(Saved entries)
= Beginning of Section =
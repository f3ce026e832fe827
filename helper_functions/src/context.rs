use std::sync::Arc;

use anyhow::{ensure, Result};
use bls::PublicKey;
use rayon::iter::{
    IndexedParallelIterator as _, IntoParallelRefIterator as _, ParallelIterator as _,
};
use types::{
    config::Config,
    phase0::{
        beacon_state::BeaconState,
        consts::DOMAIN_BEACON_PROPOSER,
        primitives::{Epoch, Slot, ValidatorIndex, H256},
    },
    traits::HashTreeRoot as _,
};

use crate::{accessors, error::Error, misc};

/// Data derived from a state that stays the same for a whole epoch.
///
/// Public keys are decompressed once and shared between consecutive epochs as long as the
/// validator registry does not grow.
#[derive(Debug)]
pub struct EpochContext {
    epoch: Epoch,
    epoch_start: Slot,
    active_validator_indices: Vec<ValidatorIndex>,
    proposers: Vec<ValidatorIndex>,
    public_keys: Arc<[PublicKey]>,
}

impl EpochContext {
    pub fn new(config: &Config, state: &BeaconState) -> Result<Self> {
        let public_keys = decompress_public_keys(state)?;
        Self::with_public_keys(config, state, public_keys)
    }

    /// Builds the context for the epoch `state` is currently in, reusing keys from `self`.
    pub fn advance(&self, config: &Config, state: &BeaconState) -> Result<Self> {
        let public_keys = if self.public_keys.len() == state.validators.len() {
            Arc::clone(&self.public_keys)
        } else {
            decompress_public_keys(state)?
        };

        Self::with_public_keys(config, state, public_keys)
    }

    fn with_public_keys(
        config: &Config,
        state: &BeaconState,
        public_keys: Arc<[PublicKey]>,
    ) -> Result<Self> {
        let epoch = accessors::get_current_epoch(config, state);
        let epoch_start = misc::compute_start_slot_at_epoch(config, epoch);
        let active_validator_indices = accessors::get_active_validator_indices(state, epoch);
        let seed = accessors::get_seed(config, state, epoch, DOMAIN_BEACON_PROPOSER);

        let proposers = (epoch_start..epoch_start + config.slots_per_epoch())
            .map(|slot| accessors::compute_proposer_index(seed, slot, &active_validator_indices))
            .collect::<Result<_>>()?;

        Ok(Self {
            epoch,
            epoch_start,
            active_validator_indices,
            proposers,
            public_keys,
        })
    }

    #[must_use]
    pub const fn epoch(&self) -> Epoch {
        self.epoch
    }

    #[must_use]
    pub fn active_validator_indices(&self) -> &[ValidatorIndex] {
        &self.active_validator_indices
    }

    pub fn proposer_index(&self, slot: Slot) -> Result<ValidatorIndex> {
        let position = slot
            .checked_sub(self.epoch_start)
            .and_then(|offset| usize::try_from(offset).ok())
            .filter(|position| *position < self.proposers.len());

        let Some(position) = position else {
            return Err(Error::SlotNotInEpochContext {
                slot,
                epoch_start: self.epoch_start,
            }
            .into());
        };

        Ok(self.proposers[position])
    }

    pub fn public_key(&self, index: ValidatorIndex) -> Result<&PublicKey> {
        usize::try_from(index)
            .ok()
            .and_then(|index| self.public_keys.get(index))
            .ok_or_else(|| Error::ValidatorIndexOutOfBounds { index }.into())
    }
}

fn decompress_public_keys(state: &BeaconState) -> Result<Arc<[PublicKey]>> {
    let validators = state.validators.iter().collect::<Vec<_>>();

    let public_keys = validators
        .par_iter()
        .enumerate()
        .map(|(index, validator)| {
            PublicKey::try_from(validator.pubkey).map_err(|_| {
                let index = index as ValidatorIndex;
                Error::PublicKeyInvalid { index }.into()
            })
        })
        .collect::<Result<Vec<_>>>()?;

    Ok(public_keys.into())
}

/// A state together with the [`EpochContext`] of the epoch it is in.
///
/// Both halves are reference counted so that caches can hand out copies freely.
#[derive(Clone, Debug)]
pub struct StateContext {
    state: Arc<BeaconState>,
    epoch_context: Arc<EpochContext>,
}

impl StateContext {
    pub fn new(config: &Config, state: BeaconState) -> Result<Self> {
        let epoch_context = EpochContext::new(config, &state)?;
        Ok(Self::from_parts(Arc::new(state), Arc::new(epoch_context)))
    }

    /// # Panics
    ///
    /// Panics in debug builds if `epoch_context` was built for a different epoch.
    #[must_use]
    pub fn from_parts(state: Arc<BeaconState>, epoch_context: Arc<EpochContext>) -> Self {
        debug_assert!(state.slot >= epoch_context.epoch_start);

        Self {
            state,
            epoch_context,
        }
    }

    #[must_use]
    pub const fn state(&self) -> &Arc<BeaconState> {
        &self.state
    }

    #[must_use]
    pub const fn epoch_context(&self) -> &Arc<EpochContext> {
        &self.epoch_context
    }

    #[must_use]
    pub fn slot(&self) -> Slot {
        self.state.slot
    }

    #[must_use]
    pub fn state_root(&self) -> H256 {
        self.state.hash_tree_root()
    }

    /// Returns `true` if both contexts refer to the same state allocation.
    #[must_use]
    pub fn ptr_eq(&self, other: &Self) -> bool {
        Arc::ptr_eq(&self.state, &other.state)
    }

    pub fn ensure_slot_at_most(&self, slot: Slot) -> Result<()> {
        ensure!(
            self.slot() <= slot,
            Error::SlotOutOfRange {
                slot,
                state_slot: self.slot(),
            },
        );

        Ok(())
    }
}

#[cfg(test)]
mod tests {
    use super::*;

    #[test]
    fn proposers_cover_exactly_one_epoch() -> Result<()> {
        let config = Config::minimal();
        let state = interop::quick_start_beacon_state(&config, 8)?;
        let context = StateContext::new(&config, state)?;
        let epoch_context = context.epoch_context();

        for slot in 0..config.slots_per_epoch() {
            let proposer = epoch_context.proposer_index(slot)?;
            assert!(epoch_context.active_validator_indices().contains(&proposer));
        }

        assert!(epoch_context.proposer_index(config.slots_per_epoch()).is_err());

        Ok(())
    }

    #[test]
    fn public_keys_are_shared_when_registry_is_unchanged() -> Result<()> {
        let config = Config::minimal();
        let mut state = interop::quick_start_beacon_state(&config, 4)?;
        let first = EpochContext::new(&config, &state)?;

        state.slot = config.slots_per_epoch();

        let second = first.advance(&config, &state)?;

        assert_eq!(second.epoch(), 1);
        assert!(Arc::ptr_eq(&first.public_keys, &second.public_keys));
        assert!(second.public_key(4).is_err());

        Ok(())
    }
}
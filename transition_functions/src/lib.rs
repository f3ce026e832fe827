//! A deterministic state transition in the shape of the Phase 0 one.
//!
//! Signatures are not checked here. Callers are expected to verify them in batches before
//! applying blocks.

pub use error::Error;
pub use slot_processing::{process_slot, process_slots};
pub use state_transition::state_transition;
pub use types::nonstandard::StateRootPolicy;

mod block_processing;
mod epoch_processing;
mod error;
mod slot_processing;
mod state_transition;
= End of Section =
Task to complete = How many lines in the records include "filename"? Answer with the number alone.

Answer to the exercise = 2